* [Entries shown]
*** Begin section ***

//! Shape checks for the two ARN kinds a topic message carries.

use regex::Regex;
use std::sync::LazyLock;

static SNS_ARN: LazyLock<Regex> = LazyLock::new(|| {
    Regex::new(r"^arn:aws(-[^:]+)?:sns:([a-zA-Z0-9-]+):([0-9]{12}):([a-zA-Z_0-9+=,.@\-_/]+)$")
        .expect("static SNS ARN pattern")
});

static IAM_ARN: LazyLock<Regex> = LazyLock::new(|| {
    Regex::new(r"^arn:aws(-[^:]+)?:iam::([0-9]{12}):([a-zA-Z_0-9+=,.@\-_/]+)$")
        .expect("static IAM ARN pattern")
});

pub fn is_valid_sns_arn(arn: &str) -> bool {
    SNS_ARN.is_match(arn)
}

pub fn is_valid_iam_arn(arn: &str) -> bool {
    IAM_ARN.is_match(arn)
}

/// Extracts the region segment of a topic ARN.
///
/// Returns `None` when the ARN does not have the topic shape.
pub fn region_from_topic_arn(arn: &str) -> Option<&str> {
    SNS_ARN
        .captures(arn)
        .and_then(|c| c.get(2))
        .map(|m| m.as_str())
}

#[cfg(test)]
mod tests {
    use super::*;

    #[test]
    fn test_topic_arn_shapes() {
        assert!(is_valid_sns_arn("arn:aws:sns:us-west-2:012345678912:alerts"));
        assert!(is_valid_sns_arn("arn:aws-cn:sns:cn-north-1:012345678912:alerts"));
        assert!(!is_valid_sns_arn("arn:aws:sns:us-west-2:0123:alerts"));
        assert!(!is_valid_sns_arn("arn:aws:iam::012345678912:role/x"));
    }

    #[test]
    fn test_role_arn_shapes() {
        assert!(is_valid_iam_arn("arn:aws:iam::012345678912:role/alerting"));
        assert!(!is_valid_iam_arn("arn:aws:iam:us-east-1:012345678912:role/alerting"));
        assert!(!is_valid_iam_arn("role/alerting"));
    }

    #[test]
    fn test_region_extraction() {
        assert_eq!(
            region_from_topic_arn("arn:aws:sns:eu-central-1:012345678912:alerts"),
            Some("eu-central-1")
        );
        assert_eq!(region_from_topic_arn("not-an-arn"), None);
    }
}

*** End section ***
*** Begin section ***

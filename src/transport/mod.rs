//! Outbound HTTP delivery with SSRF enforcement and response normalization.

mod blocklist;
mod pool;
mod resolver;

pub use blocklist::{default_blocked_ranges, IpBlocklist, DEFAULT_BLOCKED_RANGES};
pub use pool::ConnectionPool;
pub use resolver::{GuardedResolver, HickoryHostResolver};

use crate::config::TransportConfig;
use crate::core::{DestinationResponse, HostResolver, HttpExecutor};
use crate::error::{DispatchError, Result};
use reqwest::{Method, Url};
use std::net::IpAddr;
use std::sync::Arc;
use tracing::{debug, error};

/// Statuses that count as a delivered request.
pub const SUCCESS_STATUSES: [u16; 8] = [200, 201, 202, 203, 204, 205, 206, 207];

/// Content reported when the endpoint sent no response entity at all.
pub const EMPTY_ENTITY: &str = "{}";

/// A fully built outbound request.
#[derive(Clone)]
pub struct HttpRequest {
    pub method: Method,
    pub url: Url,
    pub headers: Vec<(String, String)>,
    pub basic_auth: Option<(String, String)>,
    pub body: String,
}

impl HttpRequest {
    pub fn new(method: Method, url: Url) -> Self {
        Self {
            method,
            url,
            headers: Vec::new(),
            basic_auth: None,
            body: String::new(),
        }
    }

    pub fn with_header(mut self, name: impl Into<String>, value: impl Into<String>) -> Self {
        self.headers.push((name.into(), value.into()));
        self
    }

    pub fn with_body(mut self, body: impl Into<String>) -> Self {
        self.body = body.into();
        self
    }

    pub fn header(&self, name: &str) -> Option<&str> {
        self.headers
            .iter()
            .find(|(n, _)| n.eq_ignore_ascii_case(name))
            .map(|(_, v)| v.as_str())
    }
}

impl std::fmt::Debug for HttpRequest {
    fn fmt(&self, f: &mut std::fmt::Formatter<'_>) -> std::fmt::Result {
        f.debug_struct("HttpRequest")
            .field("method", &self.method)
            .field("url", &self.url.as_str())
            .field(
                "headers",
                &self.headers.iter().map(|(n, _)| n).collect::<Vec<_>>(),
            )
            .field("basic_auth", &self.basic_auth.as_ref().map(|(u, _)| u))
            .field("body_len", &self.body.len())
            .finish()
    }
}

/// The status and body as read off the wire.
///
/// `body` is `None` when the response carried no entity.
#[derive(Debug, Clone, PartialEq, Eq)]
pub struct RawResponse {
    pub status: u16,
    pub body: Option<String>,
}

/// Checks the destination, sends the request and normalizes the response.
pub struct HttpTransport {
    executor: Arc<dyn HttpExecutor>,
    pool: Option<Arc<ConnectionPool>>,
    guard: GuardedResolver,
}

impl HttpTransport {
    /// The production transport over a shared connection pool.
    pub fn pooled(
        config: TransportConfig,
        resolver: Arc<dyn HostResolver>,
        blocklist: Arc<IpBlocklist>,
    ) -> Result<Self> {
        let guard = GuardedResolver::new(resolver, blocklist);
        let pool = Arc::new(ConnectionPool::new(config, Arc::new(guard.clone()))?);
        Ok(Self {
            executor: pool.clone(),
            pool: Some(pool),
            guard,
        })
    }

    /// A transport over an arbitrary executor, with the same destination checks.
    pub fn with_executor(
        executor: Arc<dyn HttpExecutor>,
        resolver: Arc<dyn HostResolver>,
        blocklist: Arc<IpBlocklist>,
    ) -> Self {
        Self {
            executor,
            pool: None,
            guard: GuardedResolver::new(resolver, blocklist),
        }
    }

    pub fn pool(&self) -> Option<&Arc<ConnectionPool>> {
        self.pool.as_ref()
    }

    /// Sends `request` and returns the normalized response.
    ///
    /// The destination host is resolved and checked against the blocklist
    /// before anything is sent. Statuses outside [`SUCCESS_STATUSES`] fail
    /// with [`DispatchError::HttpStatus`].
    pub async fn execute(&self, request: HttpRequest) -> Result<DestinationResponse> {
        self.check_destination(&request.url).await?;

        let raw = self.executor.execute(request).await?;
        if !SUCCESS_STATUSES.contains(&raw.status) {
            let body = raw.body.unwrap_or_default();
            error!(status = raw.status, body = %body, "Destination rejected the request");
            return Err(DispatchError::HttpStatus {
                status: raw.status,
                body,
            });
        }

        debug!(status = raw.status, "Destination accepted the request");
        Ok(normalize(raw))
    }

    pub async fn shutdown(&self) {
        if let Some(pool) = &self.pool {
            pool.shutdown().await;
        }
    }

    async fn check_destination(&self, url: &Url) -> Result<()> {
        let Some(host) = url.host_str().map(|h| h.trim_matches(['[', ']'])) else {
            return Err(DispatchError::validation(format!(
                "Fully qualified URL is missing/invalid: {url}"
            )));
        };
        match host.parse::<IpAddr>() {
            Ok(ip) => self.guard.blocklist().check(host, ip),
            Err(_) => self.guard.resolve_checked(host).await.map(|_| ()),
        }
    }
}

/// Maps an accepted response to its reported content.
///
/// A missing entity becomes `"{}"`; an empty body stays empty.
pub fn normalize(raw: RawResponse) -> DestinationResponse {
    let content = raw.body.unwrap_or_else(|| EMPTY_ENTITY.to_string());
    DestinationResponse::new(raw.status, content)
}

*** End section ***

* [Assignment] From the records above, retype only the lines starting at the line that contains "topic message carries." and ending at the line that contains "static IAM_ARN: LazyLock<Regex>", both included.

* [Solution to this exercise]
//! Shape checks for the two ARN kinds a topic message carries.

use regex::Regex;
use std::sync::LazyLock;

static SNS_ARN: LazyLock<Regex> = LazyLock::new(|| {
    Regex::new(r"^arn:aws(-[^:]+)?:sns:([a-zA-Z0-9-]+):([0-9]{12}):([a-zA-Z_0-9+=,.@\-_/]+)$")
        .expect("static SNS ARN pattern")
});

static IAM_ARN: LazyLock<Regex> = LazyLock::new(|| {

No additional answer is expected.